▶ TASK PROMPT:
In the records below, pick out all lines containing the word "CameraManager".

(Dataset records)
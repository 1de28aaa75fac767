// SPDX-License-Identifier: GPL-3.0-only

//! Device discovery, selection and acquisition

use crate::backends::camera::types::CompletionCallback;
use crate::backends::camera::{CameraDevice, CameraManager};
use crate::errors::{CaptureError, CaptureResult};
use tracing::{debug, info};

/// Which camera to open
#[derive(Debug, Clone, PartialEq, Eq, Default)]
pub enum DeviceSelector {
    /// The first camera the manager lists
    #[default]
    First,
    /// Position in the manager's list
    Index(usize),
    /// Exact camera id
    Id(String),
}

impl std::fmt::Display for DeviceSelector {
    fn fmt(&self, f: &mut std::fmt::Formatter<'_>) -> std::fmt::Result {
        match self {
            DeviceSelector::First => write!(f, "first camera"),
            DeviceSelector::Index(index) => write!(f, "camera #{}", index),
            DeviceSelector::Id(id) => write!(f, "camera '{}'", id),
        }
    }
}

/// Wraps the platform camera manager for the session
pub struct DeviceEnumerator {
    manager: Box<dyn CameraManager>,
}

impl DeviceEnumerator {
    pub fn new(manager: Box<dyn CameraManager>) -> Self {
        Self { manager }
    }

    /// Start the platform camera manager
    pub fn start(&mut self) -> CaptureResult<()> {
        self.manager.start().map_err(|e| match e {
            CaptureError::ManagerStartFailed(_) => e,
            other => CaptureError::ManagerStartFailed(other.to_string()),
        })?;
        debug!("Camera manager started");
        Ok(())
    }

    /// Ids of the available cameras; an empty list is `NoDeviceFound`
    pub fn list_devices(&self) -> CaptureResult<Vec<String>> {
        let ids = self.manager.camera_ids()?;
        if ids.is_empty() {
            return Err(CaptureError::NoDeviceFound);
        }
        debug!(count = ids.len(), "Cameras enumerated");
        Ok(ids)
    }

    /// Pick one id from `ids`
    pub fn select(ids: &[String], selector: &DeviceSelector) -> CaptureResult<String> {
        match selector {
            DeviceSelector::First => ids.first().cloned().ok_or(CaptureError::NoDeviceFound),
            DeviceSelector::Index(index) => ids
                .get(*index)
                .cloned()
                .ok_or_else(|| CaptureError::DeviceNotFound(format!("#{}", index))),
            DeviceSelector::Id(id) => ids
                .iter()
                .find(|candidate| *candidate == id)
                .cloned()
                .ok_or_else(|| CaptureError::DeviceNotFound(id.clone())),
        }
    }

    /// Open and lock a camera and make `callback` its only completion subscriber
    pub fn acquire(
        &mut self,
        id: &str,
        callback: CompletionCallback,
    ) -> CaptureResult<Box<dyn CameraDevice>> {
        let mut device = self.manager.acquire(id)?;
        device.on_request_completed(callback);
        info!(camera = id, "Camera acquired");
        Ok(device)
    }

    /// Stop the manager; harmless when already stopped
    pub fn stop(&mut self) {
        if self.manager.is_running() {
            self.manager.stop();
            debug!("Camera manager stopped");
        }
    }

    pub fn is_running(&self) -> bool {
        self.manager.is_running()
    }
}

#[cfg(test)]
mod tests {
    use super::*;

    fn ids() -> Vec<String> {
        vec!["/base/imx708".to_string(), "/base/usb-cam".to_string()]
    }

    #[test]
    fn test_select_first_and_index() {
        assert_eq!(
            DeviceEnumerator::select(&ids(), &DeviceSelector::First).unwrap(),
            "/base/imx708"
        );
        assert_eq!(
            DeviceEnumerator::select(&ids(), &DeviceSelector::Index(1)).unwrap(),
            "/base/usb-cam"
        );
    }

    #[test]
    fn test_select_unknown_is_not_found() {
        let err = DeviceEnumerator::select(&ids(), &DeviceSelector::Index(5)).unwrap_err();
        assert!(matches!(err, CaptureError::DeviceNotFound(_)));

        let err =
            DeviceEnumerator::select(&ids(), &DeviceSelector::Id("nope".to_string())).unwrap_err();
        assert_eq!(err, CaptureError::DeviceNotFound("nope".to_string()));
    }

    #[test]
    fn test_select_from_empty_list() {
        let err = DeviceEnumerator::select(&[], &DeviceSelector::First).unwrap_err();
        assert_eq!(err, CaptureError::NoDeviceFound);
    }
}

▶ TASK OUTPUT:
use crate::backends::camera::{CameraDevice, CameraManager};
    manager: Box<dyn CameraManager>,
    pub fn new(manager: Box<dyn CameraManager>) -> Self {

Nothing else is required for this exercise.